## Work instruction
From the data below, return all lines holding the string "process".

(Data excerpts)
"""

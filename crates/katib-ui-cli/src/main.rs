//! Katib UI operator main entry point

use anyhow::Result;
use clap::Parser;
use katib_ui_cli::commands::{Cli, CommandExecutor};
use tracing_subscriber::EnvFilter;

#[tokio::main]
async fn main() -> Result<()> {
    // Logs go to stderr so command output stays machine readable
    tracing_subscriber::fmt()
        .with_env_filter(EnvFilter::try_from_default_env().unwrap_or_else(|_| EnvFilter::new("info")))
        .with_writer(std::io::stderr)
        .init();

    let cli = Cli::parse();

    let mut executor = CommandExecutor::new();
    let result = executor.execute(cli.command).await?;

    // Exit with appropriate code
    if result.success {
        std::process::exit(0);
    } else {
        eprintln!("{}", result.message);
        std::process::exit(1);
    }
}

"""
"""

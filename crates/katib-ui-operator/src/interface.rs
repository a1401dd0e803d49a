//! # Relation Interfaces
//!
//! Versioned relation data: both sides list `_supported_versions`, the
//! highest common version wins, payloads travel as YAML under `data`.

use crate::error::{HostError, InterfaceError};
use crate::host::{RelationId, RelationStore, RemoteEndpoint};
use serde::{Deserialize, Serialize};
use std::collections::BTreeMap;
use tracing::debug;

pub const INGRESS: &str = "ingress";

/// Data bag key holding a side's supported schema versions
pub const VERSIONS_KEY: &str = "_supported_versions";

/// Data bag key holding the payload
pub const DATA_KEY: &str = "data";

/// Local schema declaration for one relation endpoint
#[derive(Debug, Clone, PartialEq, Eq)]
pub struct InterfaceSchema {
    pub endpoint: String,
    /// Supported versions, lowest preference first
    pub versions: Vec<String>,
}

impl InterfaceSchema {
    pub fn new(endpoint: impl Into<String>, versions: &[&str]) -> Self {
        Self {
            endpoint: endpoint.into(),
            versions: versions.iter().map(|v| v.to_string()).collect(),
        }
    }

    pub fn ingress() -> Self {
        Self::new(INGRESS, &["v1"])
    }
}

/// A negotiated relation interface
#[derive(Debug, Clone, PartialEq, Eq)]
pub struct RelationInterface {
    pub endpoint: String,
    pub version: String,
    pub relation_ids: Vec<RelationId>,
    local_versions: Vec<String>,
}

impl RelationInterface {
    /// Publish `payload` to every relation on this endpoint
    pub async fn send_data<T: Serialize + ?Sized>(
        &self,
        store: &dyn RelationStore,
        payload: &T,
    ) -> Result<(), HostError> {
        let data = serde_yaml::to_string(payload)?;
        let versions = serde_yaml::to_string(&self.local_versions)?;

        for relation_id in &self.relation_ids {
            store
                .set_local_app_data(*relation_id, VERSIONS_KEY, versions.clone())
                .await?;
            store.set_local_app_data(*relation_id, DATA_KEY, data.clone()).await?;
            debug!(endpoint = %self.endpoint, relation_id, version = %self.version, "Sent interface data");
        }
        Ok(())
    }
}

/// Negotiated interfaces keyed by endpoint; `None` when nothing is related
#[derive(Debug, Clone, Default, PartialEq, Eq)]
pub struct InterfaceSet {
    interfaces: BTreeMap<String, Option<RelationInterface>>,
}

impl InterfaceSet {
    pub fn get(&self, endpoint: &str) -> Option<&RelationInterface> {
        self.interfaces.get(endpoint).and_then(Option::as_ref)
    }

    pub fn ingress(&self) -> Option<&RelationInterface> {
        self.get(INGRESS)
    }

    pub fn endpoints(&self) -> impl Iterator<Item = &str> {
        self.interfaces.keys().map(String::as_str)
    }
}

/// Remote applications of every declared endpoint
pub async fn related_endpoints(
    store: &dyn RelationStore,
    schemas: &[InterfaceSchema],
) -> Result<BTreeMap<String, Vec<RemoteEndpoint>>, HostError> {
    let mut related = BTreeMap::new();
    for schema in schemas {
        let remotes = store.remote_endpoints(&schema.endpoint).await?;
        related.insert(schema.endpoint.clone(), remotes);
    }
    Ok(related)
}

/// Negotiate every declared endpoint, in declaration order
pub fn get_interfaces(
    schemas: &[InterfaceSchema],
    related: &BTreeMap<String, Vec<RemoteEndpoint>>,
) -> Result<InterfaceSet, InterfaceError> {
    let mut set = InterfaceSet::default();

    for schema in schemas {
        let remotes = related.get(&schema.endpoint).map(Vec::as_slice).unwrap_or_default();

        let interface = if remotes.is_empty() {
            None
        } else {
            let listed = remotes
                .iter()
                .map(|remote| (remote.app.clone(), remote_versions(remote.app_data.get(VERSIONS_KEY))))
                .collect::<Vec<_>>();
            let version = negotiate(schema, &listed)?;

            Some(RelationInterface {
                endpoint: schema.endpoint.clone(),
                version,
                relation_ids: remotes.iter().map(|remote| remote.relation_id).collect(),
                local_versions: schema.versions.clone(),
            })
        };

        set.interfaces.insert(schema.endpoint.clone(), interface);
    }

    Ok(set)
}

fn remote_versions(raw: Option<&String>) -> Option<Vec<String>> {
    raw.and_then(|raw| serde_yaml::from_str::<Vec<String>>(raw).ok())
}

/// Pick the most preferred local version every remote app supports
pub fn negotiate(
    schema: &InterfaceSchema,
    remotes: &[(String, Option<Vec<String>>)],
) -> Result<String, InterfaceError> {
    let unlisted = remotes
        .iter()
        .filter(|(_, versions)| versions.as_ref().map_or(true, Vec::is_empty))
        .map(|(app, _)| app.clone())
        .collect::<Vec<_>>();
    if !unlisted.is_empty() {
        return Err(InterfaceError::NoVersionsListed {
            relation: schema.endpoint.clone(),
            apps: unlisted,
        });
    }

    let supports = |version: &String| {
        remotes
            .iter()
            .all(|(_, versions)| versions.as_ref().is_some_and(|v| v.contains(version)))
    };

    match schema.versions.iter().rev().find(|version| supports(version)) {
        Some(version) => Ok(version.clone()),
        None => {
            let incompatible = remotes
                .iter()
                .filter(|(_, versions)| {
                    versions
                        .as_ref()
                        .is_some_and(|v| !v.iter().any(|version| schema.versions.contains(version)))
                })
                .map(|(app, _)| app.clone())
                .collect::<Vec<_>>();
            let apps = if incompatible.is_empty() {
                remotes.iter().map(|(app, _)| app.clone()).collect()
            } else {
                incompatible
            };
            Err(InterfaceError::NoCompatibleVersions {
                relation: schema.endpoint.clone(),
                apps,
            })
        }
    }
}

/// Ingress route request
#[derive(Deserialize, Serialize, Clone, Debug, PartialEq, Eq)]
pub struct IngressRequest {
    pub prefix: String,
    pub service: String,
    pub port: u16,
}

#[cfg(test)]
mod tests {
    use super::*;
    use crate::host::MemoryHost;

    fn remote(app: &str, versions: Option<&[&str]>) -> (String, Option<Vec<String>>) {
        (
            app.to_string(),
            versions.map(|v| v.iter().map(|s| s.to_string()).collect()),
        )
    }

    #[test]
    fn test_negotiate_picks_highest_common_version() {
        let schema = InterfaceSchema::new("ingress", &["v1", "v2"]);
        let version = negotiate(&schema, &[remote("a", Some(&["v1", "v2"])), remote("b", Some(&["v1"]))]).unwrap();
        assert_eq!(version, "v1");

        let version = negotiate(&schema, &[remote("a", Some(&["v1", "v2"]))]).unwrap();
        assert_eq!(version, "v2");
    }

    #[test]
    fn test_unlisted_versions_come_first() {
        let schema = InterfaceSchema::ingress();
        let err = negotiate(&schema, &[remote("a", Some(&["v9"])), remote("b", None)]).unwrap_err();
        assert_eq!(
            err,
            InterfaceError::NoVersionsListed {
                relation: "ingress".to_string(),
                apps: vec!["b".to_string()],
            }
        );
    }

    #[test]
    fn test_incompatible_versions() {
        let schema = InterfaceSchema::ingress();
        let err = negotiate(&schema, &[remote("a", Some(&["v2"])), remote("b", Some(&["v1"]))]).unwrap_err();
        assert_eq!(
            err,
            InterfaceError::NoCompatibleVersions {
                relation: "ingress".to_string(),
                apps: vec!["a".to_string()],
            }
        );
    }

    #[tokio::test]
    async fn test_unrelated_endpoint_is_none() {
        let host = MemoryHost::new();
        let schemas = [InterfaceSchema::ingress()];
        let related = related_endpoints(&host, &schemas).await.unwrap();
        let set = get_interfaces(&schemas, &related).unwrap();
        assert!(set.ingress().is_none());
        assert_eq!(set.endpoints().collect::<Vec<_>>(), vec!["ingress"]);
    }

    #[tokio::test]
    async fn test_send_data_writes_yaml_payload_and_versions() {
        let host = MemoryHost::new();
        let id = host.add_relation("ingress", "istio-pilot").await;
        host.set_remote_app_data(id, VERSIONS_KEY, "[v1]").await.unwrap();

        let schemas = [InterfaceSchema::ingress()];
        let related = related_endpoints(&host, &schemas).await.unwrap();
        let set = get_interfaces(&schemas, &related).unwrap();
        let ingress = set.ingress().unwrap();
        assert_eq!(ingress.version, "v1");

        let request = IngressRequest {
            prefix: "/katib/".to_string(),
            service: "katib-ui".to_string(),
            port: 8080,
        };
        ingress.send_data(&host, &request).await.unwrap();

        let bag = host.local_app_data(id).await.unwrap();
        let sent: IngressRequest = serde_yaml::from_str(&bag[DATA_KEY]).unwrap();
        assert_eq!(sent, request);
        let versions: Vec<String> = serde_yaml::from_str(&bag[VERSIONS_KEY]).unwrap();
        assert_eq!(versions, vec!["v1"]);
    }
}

"""

## Answer to this task
        std::process::exit(0);
        std::process::exit(1);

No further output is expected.